Requirement: Given the entries that follow, write out exactly the lines starting at the one containing "One position in" and ending at the one containing "pub fn choose(&mut", both ends included, and only those.

Supplied data:
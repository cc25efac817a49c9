use chrono::{DateTime, Utc};
use serde::{Deserialize, Serialize};

use super::identity::Identity;
use crate::types::{ChannelMode, ChannelPrivacy, ExpirationCriterion, MessagingResult};
use crate::utils::display::impl_display;
use crate::utils::timestamp::epoch_seconds;
use crate::utils::validation::{Validate, Validator};

/// The details of a channel in an `AppInstance`.
#[serde_with::skip_serializing_none]
#[derive(Debug, Clone, Default, PartialEq, Eq, Hash, Serialize, Deserialize)]
#[serde(rename_all = "PascalCase", default)]
pub struct Channel {
    /// Channel name
    pub name: Option<String>,
    /// ARN of the channel
    pub channel_arn: Option<String>,
    /// Who may add or remove members
    pub mode: Option<ChannelMode>,
    /// Who may see the channel
    pub privacy: Option<ChannelPrivacy>,
    /// Application metadata, at most 1024 bytes
    pub metadata: Option<String>,
    /// The user that created the channel
    pub created_by: Option<Identity>,
    #[serde(with = "epoch_seconds")]
    pub created_timestamp: Option<DateTime<Utc>>,
    #[serde(with = "epoch_seconds")]
    pub last_message_timestamp: Option<DateTime<Utc>>,
    #[serde(with = "epoch_seconds")]
    pub last_updated_timestamp: Option<DateTime<Utc>>,
    /// ARN of the channel flow processing messages of this channel
    pub channel_flow_arn: Option<String>,
    /// Sub-channel partitioning, present on elastic channels only
    pub elastic_channel_configuration: Option<ElasticChannelConfiguration>,
    pub expiration_settings: Option<ExpirationSettings>,
}

impl Channel {
    /// Check if the channel partitions its membership into sub-channels
    pub fn is_elastic(&self) -> bool {
        self.elastic_channel_configuration.is_some()
    }

    /// Check if messages go through a channel flow before delivery
    pub fn has_channel_flow(&self) -> bool {
        self.channel_flow_arn.is_some()
    }

    /// Check if only moderators can manage membership
    pub fn is_restricted(&self) -> bool {
        matches!(self.mode, Some(ChannelMode::Restricted))
    }

    pub fn is_private(&self) -> bool {
        matches!(self.privacy, Some(ChannelPrivacy::Private))
    }
}

/// Summary of a channel as returned by listing and search operations.
#[serde_with::skip_serializing_none]
#[derive(Debug, Clone, Default, PartialEq, Eq, Hash, Serialize, Deserialize)]
#[serde(rename_all = "PascalCase", default)]
pub struct ChannelSummary {
    pub name: Option<String>,
    pub channel_arn: Option<String>,
    pub mode: Option<ChannelMode>,
    pub privacy: Option<ChannelPrivacy>,
    pub metadata: Option<String>,
    #[serde(with = "epoch_seconds")]
    pub last_message_timestamp: Option<DateTime<Utc>>,
}

/// Summary of a channel associated with a channel flow.
#[serde_with::skip_serializing_none]
#[derive(Debug, Clone, Default, PartialEq, Eq, Hash, Serialize, Deserialize)]
#[serde(rename_all = "PascalCase", default)]
pub struct ChannelAssociatedWithFlowSummary {
    pub name: Option<String>,
    pub channel_arn: Option<String>,
    pub mode: Option<ChannelMode>,
    pub privacy: Option<ChannelPrivacy>,
    pub metadata: Option<String>,
}

/// Parameters for partitioning the membership of a large channel across
/// sub-channels.
///
/// New members are placed in the existing sub-channels until each holds
/// `target_memberships_per_sub_channel` members, after which a new sub-channel
/// is opened, up to `maximum_sub_channels`. Sub-channels whose membership drops
/// under `minimum_membership_percentage` of the target are merged.
#[derive(Debug, Clone, Default, PartialEq, Eq, Hash, Serialize, Deserialize)]
#[serde(rename_all = "PascalCase")]
pub struct ElasticChannelConfiguration {
    pub maximum_sub_channels: i32,
    pub target_memberships_per_sub_channel: i32,
    pub minimum_membership_percentage: i32,
}

impl ElasticChannelConfiguration {
    pub fn new(
        maximum_sub_channels: i32,
        target_memberships_per_sub_channel: i32,
        minimum_membership_percentage: i32,
    ) -> Self {
        Self {
            maximum_sub_channels,
            target_memberships_per_sub_channel,
            minimum_membership_percentage,
        }
    }
}

impl Validate for ElasticChannelConfiguration {
    fn validate(&self) -> MessagingResult<()> {
        Validator::at_least("MaximumSubChannels", i64::from(self.maximum_sub_channels), 2)?;
        Validator::at_least(
            "TargetMembershipsPerSubChannel",
            i64::from(self.target_memberships_per_sub_channel),
            2,
        )?;
        Validator::range(
            "MinimumMembershipPercentage",
            i64::from(self.minimum_membership_percentage),
            1,
            40,
        )
    }
}

/// When a channel and its messages are deleted.
#[derive(Debug, Clone, Default, PartialEq, Eq, Hash, Serialize, Deserialize)]
#[serde(rename_all = "PascalCase")]
pub struct ExpirationSettings {
    /// Days after the criterion timestamp, 1 to 5475
    pub expiration_days: i32,
    pub expiration_criterion: ExpirationCriterion,
}

impl Validate for ExpirationSettings {
    fn validate(&self) -> MessagingResult<()> {
        Validator::range("ExpirationDays", i64::from(self.expiration_days), 1, 5475)
    }
}

/// Summary of a sub-channel of an elastic channel.
#[serde_with::skip_serializing_none]
#[derive(Debug, Clone, Default, PartialEq, Eq, Hash, Serialize, Deserialize)]
#[serde(rename_all = "PascalCase", default)]
pub struct SubChannelSummary {
    pub sub_channel_id: Option<String>,
    pub membership_count: Option<i32>,
}

impl_display!(
    Channel,
    ChannelSummary,
    ChannelAssociatedWithFlowSummary,
    ElasticChannelConfiguration,
    ExpirationSettings,
    SubChannelSummary,
);

#[cfg(test)]
mod tests {
    use super::*;
    use std::collections::hash_map::DefaultHasher;
    use std::hash::{Hash, Hasher};

    fn hash_of<T: Hash>(value: &T) -> u64 {
        let mut hasher = DefaultHasher::new();
        value.hash(&mut hasher);
        hasher.finish()
    }

    fn general() -> Channel {
        Channel {
            name: Some("general".to_string()),
            channel_arn: Some(
                "arn:aws:chime:us-east-1:123456789012:app-instance/a/channel/general".to_string(),
            ),
            mode: Some(ChannelMode::Restricted),
            privacy: Some(ChannelPrivacy::Private),
            metadata: Some("{\"topic\":\"all hands\"}".to_string()),
            ..Default::default()
        }
    }

    #[test]
    fn test_channel_equality() {
        let a = general();
        let b = general();
        assert_eq!(a, b);
        assert_eq!(hash_of(&a), hash_of(&b));

        let mut renamed = general();
        renamed.name = Some("random".to_string());
        assert_ne!(a, renamed);

        let mut other_mode = general();
        other_mode.mode = Some(ChannelMode::Unrestricted);
        assert_ne!(a, other_mode);

        let mut public = general();
        public.privacy = Some(ChannelPrivacy::Public);
        assert_ne!(a, public);

        let mut no_metadata = general();
        no_metadata.metadata = None;
        assert_ne!(a, no_metadata);

        let mut other_arn = general();
        other_arn.channel_arn = Some("arn:aws:chime:us-east-1:1:x".to_string());
        assert_ne!(a, other_arn);
    }

    #[test]
    fn test_channel_queries() {
        let mut channel = general();
        assert!(channel.is_restricted());
        assert!(channel.is_private());
        assert!(!channel.is_elastic());
        assert!(!channel.has_channel_flow());

        channel.elastic_channel_configuration =
            Some(ElasticChannelConfiguration::new(10, 1000, 25));
        channel.channel_flow_arn =
            Some("arn:aws:chime:us-east-1:123456789012:app-instance/a/channel-flow/f".to_string());
        assert!(channel.is_elastic());
        assert!(channel.has_channel_flow());
    }

    #[test]
    fn test_channel_display_omits_absent_fields() {
        let rendered = general().to_string();
        assert!(rendered.starts_with("{Name: general, ChannelArn: "));
        assert!(rendered.contains("Mode: RESTRICTED"));
        assert!(rendered.contains("Privacy: PRIVATE"));
        assert_eq!(rendered.matches("Name:").count(), 1);
        assert!(!rendered.contains("CreatedBy"));
        assert!(!rendered.contains("Timestamp"));
    }

    #[test]
    fn test_channel_wire_format() {
        let json = r#"{
            "Name": "general",
            "ChannelArn": "arn:aws:chime:us-east-1:123456789012:app-instance/a/channel/general",
            "Mode": "UNRESTRICTED",
            "Privacy": "PUBLIC",
            "CreatedBy": {"Arn": "arn:aws:chime:us-east-1:123456789012:app-instance/a/user/u", "Name": "U"},
            "CreatedTimestamp": 1700000000.5,
            "ElasticChannelConfiguration": {
                "MaximumSubChannels": 4,
                "TargetMembershipsPerSubChannel": 100,
                "MinimumMembershipPercentage": 10
            }
        }"#;

        let channel: Channel = serde_json::from_str(json).unwrap();
        assert_eq!(channel.mode, Some(ChannelMode::Unrestricted));
        assert_eq!(
            channel.created_timestamp.map(|t| t.timestamp_millis()),
            Some(1_700_000_000_500)
        );
        assert!(channel.is_elastic());
        assert_eq!(channel.created_by.as_ref().and_then(|i| i.name.as_deref()), Some("U"));

        let value = serde_json::to_value(&channel).unwrap();
        assert!(value.get("LastMessageTimestamp").is_none());
        assert_eq!(value["Privacy"], "PUBLIC");
    }

    #[test]
    fn test_unknown_mode_is_rejected() {
        let json = r#"{"Mode": "OPEN"}"#;
        assert!(serde_json::from_str::<Channel>(json).is_err());
    }

    #[test]
    fn test_elastic_configuration_validation() {
        assert!(ElasticChannelConfiguration::new(2, 2, 1).validate().is_ok());
        assert!(ElasticChannelConfiguration::new(1000, 10000, 40).validate().is_ok());

        let err = ElasticChannelConfiguration::new(1, 2, 1).validate().unwrap_err();
        assert_eq!(err.field(), Some("MaximumSubChannels"));

        let err = ElasticChannelConfiguration::new(2, 1, 1).validate().unwrap_err();
        assert_eq!(err.field(), Some("TargetMembershipsPerSubChannel"));

        assert!(ElasticChannelConfiguration::new(2, 2, 0).validate().is_err());
        assert!(ElasticChannelConfiguration::new(2, 2, 41).validate().is_err());
    }

    #[test]
    fn test_expiration_settings_validation() {
        let mut settings = ExpirationSettings {
            expiration_days: 1,
            expiration_criterion: ExpirationCriterion::LastMessageTimestamp,
        };
        assert!(settings.validate().is_ok());

        settings.expiration_days = 5475;
        assert!(settings.validate().is_ok());

        settings.expiration_days = 0;
        assert!(settings.validate().is_err());

        settings.expiration_days = 5476;
        assert!(settings.validate().is_err());
    }
}
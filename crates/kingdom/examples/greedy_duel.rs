//! Kingdom greedy duel: two bots play a seeded standard game.
//!
//! Demonstrates:
//!   1. Loading the standard catalog
//!   2. Driving a Game through draw, select, and place phases
//!   3. Choosing plays with a one-step lookahead on Board::points
//!   4. Reading standings at the end
//!
//! Run with:
//!   RUST_LOG=kingdom_board=debug cargo run --example greedy_duel

use std::error::Error;

use kingdom::prelude::*;
use tracing::info;
use tracing_subscriber::EnvFilter;

const SEED: u64 = 2024;

/// The legal play that scores best immediately, ties to the first found.
fn best_play(board: &Board, domino: Domino) -> Option<Play> {
    let mut best: Option<(Score, Play)> = None;
    for play in board.valid_plays(domino, None, None) {
        let mut trial = board.clone();
        if trial.play(play).is_err() {
            continue;
        }
        let score = trial.score();
        if best.is_none_or(|(s, _)| score > s) {
            best = Some((score, play));
        }
    }
    best.map(|(_, play)| play)
}

/// The slot whose domino carries the most crowns.
fn best_slot(game: &Game) -> usize {
    let Some(line) = game.line() else {
        return 0;
    };
    let slots: Vec<&kingdom::draft::Slot> = line.slots().collect();
    line.unclaimed()
        .into_iter()
        .max_by_key(|&i| (slots[i].domino.crowns(), std::cmp::Reverse(i)))
        .unwrap_or(0)
}

fn main() -> Result<(), Box<dyn Error>> {
    tracing_subscriber::fmt()
        .with_env_filter(
            EnvFilter::try_from_default_env().unwrap_or_else(|_| EnvFilter::new("info")),
        )
        .init();

    let catalog = Catalog::standard()?;
    let config = GameConfig::new(2)
        .with_rules(Rules::default().with_harmony().with_middle_kingdom())
        .with_seed(SEED);
    let mut game = Game::new(&catalog, config)?;

    loop {
        match game.phase() {
            Phase::Draw => {
                let line = game.begin_round()?.to_string();
                info!(round = game.round(), "drew line");
                print!("{line}");
            }
            Phase::Select(player) => {
                let index = best_slot(&game);
                game.select(player, index)?;
            }
            Phase::Place => {
                let Some((player, domino)) = game.next_placement() else {
                    continue;
                };
                let board = game.board(player).ok_or("missing board")?;
                let placement = match best_play(board, domino) {
                    Some(play) => {
                        info!(%player, %play, "placing");
                        Placement::Play(play)
                    }
                    None => {
                        info!(%player, %domino, "discarding");
                        Placement::Discard
                    }
                };
                game.place(player, domino, placement)?;
            }
            Phase::Over => break,
        }
    }

    for (rank, (player, score)) in game.standings().into_iter().enumerate() {
        println!("{}. {player}: {score}", rank + 1);
        if let Some(board) = game.board(player) {
            println!("{board}");
        }
    }
    Ok(())
}
//! Core value types for the Kingdom placement engine.
//!
//! This is the leaf crate with zero internal dependencies. It defines
//! the immutable vocabulary shared by every other crate in the workspace:
//! grid points and directions, suits, tiles and dominoes, player IDs,
//! and the error types raised when a placement or a parse is rejected.

#![deny(missing_docs)]
#![deny(rustdoc::broken_intra_doc_links)]
#![forbid(unsafe_code)]

pub mod error;
pub mod geometry;
pub mod id;
pub mod tile;

pub use error::{InvalidPlay, ParseError, Rejection};
pub use geometry::{Direction, Point};
pub use id::PlayerId;
pub use tile::{Domino, Suit, Tile};
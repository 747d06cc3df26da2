//! The draft line: one round's dominoes, claimed by players.

use std::collections::VecDeque;
use std::fmt;

use kingdom_core::{Domino, PlayerId};

use crate::error::DraftError;

/// One position in a [`DraftLine`].
#[derive(Clone, Copy, Debug, PartialEq, Eq)]
pub struct Slot {
    /// The domino on offer.
    pub domino: Domino,
    /// Who claimed it, if anyone.
    pub claimed_by: Option<PlayerId>,
}

/// A round's dominoes, ordered by number.
///
/// Players claim slots during selection; [`pop`](DraftLine::pop) then
/// hands slots out lowest number first, which fixes the placement order
/// and therefore the next round's pick order.
#[derive(Clone, Debug, Default, PartialEq, Eq)]
pub struct DraftLine {
    slots: VecDeque<Slot>,
}

impl DraftLine {
    /// A line of unclaimed slots, sorted by domino number.
    pub fn new(mut dominoes: Vec<Domino>) -> Self {
        dominoes.sort_by_key(|d| d.number);
        Self {
            slots: dominoes
                .into_iter()
                .map(|domino| Slot {
                    domino,
                    claimed_by: None,
                })
                .collect(),
        }
    }

    /// Claim slot `index` for `player`.
    pub fn choose(&mut self, player: PlayerId, index: usize) -> Result<(), DraftError> {
        let len = self.slots.len();
        let slot = self
            .slots
            .get_mut(index)
            .ok_or(DraftError::SlotOutOfRange { index, len })?;
        if let Some(by) = slot.claimed_by {
            return Err(DraftError::SlotTaken { index, by });
        }
        slot.claimed_by = Some(player);
        Ok(())
    }

    /// Claim the slot holding `domino` for `player`.
    pub fn choose_domino(&mut self, player: PlayerId, domino: &Domino) -> Result<(), DraftError> {
        let index = self
            .position(domino.number)
            .ok_or(DraftError::UnknownDomino {
                number: domino.number,
            })?;
        self.choose(player, index)
    }

    /// Index of the slot holding domino `number`.
    pub fn position(&self, number: u32) -> Option<usize> {
        self.slots.iter().position(|s| s.domino.number == number)
    }

    /// Remove and return the first slot as `(claimant, domino)`.
    pub fn pop(&mut self) -> Option<(Option<PlayerId>, Domino)> {
        self.slots.pop_front().map(|s| (s.claimed_by, s.domino))
    }

    /// Slots in line order.
    pub fn slots(&self) -> impl Iterator<Item = &Slot> + '_ {
        self.slots.iter()
    }

    /// Indices of slots nobody has claimed.
    pub fn unclaimed(&self) -> Vec<usize> {
        self.slots
            .iter()
            .enumerate()
            .filter(|(_, s)| s.claimed_by.is_none())
            .map(|(i, _)| i)
            .collect()
    }

    /// Number of slots left.
    pub fn len(&self) -> usize {
        self.slots.len()
    }

    /// True once every slot has been popped.
    pub fn is_empty(&self) -> bool {
        self.slots.is_empty()
    }
}

impl fmt::Display for DraftLine {
    /// One slot per line: the index when unclaimed, else the claimant.
    fn fmt(&self, f: &mut fmt::Formatter<'_>) -> fmt::Result {
        for (i, slot) in self.slots.iter().enumerate() {
            match slot.claimed_by {
                Some(player) => writeln!(f, "{player}: {}", slot.domino)?,
                None => writeln!(f, "{i}: {}", slot.domino)?,
            }
        }
        Ok(())
    }
}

Response area:
/// One position in a [`DraftLine`].
#[derive(Clone, Copy, Debug, PartialEq, Eq)]
pub struct Slot {
    /// The domino on offer.
    pub domino: Domino,
    /// Who claimed it, if anyone.
    pub claimed_by: Option<PlayerId>,
}

/// A round's dominoes, ordered by number.
///
/// Players claim slots during selection; [`pop`](DraftLine::pop) then
/// hands slots out lowest number first, which fixes the placement order
/// and therefore the next round's pick order.
#[derive(Clone, Debug, Default, PartialEq, Eq)]
pub struct DraftLine {
    slots: VecDeque<Slot>,
}

impl DraftLine {
    /// A line of unclaimed slots, sorted by domino number.
    pub fn new(mut dominoes: Vec<Domino>) -> Self {
        dominoes.sort_by_key(|d| d.number);
        Self {
            slots: dominoes
                .into_iter()
                .map(|domino| Slot {
                    domino,
                    claimed_by: None,
                })
                .collect(),
        }
    }

    /// Claim slot `index` for `player`.
    pub fn choose(&mut self, player: PlayerId, index: usize) -> Result<(), DraftError> {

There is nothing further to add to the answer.